Collection entries
· · ·
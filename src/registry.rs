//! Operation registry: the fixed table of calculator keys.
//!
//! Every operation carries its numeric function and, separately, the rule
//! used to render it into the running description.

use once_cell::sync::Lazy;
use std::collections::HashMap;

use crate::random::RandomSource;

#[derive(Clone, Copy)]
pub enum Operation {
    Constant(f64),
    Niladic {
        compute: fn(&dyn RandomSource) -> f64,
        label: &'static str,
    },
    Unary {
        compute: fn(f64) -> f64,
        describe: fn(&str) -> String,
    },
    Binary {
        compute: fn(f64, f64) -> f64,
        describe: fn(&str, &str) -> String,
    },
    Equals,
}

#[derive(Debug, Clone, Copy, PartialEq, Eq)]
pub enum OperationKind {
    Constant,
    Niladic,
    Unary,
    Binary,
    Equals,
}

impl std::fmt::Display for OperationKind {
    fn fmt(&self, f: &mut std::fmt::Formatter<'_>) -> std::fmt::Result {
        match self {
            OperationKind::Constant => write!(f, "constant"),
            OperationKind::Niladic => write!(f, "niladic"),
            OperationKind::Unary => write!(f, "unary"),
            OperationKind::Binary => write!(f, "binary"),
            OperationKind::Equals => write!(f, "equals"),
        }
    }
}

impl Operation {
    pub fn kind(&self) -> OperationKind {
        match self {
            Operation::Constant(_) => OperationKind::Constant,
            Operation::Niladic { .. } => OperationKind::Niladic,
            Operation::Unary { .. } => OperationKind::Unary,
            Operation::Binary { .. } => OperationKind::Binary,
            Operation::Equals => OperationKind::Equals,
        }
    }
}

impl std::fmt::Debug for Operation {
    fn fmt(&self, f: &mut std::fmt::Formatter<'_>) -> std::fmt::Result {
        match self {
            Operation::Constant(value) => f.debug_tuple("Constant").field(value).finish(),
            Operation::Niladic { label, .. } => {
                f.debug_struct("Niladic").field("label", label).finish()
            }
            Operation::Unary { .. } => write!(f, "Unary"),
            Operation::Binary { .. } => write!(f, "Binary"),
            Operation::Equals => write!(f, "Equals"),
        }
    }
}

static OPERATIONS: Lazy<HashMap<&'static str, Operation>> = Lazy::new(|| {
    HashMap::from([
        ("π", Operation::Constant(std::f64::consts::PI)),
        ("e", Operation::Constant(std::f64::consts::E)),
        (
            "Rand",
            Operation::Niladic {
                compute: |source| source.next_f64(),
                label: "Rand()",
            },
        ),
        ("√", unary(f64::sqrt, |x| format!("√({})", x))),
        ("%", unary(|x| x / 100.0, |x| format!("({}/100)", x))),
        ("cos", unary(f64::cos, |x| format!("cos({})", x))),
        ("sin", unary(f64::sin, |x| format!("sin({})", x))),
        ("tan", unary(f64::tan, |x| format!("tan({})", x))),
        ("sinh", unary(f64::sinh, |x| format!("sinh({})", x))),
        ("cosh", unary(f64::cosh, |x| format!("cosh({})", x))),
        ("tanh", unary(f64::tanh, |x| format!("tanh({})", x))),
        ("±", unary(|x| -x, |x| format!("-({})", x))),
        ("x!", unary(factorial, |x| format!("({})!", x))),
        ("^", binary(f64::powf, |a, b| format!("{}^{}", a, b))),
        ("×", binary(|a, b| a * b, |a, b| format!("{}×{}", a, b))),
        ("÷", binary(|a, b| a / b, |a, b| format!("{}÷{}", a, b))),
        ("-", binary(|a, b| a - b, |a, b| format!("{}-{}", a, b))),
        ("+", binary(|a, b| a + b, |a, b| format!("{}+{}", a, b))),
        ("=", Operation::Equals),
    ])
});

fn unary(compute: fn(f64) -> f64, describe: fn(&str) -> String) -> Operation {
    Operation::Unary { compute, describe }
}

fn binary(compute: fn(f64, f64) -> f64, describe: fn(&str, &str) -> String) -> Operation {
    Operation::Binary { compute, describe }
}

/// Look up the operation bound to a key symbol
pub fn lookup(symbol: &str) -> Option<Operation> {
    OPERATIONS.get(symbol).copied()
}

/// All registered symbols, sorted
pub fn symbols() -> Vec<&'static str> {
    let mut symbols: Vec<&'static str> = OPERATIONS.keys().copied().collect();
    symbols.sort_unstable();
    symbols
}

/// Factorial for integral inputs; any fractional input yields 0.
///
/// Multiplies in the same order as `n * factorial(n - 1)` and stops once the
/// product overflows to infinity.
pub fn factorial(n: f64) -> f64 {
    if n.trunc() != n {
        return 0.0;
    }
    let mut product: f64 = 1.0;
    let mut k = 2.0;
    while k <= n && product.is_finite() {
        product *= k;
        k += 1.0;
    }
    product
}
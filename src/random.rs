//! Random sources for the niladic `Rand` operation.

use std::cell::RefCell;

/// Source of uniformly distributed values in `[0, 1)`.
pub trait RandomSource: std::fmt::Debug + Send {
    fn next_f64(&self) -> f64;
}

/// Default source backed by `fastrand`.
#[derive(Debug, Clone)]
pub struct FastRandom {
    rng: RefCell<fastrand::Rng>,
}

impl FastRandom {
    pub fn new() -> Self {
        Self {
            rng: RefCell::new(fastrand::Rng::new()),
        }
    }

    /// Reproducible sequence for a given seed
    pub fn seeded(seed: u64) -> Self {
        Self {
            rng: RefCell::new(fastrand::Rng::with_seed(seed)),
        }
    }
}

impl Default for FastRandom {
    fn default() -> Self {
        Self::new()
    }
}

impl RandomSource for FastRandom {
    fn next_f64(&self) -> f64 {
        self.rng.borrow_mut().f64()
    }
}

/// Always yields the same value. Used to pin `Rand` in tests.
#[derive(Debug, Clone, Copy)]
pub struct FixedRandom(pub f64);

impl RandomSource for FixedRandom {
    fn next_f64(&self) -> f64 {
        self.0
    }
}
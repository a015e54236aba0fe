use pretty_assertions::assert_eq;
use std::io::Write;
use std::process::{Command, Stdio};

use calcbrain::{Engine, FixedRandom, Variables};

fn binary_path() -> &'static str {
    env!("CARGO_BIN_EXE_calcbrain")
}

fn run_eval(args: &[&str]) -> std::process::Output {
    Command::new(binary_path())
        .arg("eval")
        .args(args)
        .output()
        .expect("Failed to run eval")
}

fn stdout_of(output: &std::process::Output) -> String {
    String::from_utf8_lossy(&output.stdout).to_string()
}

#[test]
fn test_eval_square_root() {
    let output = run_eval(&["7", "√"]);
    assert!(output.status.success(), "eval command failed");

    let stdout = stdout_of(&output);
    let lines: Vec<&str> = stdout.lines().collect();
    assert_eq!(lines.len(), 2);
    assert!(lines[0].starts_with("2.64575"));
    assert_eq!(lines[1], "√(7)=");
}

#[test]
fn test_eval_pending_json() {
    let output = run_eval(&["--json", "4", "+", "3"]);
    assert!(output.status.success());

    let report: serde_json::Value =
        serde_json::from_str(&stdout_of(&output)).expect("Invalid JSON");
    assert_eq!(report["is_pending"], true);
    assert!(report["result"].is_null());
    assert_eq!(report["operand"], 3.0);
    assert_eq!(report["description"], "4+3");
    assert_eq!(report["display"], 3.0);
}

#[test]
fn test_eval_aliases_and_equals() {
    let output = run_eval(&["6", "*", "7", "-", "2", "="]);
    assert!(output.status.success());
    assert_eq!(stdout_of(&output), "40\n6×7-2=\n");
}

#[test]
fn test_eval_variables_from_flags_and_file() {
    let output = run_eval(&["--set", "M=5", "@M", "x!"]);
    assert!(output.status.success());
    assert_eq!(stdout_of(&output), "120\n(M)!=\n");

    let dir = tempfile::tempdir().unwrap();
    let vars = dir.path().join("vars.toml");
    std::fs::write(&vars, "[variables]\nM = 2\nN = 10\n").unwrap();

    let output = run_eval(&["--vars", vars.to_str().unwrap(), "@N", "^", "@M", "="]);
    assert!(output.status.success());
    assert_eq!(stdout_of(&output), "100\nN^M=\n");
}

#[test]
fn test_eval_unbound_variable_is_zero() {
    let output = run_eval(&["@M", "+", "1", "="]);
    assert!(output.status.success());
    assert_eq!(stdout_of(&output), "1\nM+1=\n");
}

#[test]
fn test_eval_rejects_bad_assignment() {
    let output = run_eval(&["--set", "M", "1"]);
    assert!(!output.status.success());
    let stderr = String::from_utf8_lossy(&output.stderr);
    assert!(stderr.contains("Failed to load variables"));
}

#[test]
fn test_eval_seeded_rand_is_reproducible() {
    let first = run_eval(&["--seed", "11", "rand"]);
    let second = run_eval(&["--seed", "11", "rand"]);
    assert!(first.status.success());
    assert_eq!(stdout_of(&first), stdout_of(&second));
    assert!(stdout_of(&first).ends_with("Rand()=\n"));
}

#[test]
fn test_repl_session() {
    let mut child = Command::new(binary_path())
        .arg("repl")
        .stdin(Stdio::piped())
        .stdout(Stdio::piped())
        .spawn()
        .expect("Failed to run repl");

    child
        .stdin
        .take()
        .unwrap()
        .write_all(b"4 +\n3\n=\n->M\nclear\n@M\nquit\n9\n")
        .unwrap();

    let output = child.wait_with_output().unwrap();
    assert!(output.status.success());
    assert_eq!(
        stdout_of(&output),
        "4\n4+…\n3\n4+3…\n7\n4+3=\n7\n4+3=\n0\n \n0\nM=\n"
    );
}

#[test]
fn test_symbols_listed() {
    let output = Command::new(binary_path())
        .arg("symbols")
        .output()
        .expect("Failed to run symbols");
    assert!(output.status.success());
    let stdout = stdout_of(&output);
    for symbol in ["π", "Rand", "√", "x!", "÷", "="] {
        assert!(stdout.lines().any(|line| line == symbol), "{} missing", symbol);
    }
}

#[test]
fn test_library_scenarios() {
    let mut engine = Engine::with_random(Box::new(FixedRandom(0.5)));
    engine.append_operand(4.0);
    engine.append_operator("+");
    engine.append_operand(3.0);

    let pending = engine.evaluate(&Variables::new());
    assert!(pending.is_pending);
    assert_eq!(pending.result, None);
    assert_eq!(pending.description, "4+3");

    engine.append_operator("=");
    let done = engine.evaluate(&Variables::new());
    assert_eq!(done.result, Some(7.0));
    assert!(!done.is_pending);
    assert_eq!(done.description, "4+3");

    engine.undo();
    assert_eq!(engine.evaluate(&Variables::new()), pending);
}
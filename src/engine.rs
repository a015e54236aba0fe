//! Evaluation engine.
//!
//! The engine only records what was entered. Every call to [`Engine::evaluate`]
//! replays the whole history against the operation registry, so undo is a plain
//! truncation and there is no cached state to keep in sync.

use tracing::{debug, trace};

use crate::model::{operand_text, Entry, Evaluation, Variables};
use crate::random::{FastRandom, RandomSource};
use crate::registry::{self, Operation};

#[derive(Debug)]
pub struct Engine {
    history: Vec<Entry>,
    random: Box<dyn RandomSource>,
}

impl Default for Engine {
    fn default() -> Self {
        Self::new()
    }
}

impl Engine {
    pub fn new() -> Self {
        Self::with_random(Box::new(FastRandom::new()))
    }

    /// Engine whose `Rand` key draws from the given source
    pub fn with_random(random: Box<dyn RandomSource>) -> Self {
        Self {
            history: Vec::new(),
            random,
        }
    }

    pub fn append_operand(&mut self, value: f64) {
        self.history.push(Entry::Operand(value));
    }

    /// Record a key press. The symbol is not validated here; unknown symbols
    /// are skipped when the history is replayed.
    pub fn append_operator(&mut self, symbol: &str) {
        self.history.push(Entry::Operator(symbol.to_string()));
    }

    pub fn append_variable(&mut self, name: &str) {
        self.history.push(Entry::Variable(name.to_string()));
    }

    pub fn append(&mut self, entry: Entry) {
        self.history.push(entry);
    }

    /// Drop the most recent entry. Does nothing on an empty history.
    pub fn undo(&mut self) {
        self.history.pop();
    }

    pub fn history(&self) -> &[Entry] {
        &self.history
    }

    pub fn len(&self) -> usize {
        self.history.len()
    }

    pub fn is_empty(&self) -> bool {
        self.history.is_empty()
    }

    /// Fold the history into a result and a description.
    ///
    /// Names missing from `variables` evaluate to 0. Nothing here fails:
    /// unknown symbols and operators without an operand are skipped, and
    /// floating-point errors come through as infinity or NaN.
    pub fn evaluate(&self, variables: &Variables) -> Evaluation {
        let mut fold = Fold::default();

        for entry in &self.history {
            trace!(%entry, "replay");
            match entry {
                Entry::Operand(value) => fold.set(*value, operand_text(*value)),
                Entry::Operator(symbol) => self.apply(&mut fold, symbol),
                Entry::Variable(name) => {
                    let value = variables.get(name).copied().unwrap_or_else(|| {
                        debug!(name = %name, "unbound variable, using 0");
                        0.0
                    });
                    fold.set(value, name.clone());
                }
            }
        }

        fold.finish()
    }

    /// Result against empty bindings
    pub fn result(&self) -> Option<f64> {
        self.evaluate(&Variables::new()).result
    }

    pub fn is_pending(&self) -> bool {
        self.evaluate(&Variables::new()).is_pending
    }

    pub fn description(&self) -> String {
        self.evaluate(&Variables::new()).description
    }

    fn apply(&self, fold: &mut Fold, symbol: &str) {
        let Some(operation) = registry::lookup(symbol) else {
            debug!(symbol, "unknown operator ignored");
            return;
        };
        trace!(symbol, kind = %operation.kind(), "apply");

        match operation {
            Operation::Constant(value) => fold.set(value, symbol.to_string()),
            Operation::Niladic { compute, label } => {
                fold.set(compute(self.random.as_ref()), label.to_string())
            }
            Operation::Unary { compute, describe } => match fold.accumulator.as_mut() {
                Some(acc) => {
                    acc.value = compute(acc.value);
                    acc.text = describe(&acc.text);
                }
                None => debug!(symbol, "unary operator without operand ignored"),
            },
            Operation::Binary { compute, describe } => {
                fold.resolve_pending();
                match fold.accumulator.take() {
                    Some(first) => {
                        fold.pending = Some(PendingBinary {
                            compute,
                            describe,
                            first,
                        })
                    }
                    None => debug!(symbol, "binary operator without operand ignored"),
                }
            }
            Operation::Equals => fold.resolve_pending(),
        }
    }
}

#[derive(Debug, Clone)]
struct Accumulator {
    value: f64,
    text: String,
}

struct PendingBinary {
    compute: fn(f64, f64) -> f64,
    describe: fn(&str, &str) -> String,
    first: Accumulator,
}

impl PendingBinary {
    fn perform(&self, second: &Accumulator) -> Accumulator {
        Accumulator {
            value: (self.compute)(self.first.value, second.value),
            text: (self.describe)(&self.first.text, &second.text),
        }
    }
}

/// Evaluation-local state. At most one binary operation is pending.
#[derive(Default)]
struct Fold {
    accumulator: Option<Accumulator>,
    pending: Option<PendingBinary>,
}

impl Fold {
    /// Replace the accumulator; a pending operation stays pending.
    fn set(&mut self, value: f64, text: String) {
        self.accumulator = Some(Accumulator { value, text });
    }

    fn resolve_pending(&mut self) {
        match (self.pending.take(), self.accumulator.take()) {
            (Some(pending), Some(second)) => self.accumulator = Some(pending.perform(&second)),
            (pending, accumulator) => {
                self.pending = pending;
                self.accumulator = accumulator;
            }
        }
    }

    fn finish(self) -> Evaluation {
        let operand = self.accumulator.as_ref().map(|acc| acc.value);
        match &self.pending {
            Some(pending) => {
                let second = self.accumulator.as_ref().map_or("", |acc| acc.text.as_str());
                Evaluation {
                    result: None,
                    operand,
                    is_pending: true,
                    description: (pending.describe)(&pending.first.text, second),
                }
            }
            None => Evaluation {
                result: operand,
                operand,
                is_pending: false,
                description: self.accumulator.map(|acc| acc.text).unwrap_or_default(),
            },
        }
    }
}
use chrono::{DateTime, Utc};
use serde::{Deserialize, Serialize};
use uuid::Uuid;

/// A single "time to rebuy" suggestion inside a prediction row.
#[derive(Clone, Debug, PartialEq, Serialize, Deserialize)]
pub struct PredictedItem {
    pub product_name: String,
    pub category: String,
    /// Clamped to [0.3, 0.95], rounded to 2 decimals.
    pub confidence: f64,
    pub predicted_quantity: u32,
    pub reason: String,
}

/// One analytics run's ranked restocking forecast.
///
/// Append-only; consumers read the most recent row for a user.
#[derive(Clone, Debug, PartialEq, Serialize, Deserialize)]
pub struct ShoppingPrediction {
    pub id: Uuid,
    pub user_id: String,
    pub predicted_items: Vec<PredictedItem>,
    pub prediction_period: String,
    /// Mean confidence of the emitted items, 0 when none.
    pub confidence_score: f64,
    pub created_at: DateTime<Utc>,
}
· · ·
§ **Assigned task**:
Of the lines above, retype only those from the line containing "use pretty_assertions::assert_eq;" through the line containing "fn run_eval(args: &[&str])", including both, exactly.

§ **Completed exercise**:
use pretty_assertions::assert_eq;
use std::io::Write;
use std::process::{Command, Stdio};

use calcbrain::{Engine, FixedRandom, Variables};

fn binary_path() -> &'static str {
    env!("CARGO_BIN_EXE_calcbrain")
}

fn run_eval(args: &[&str]) -> std::process::Output {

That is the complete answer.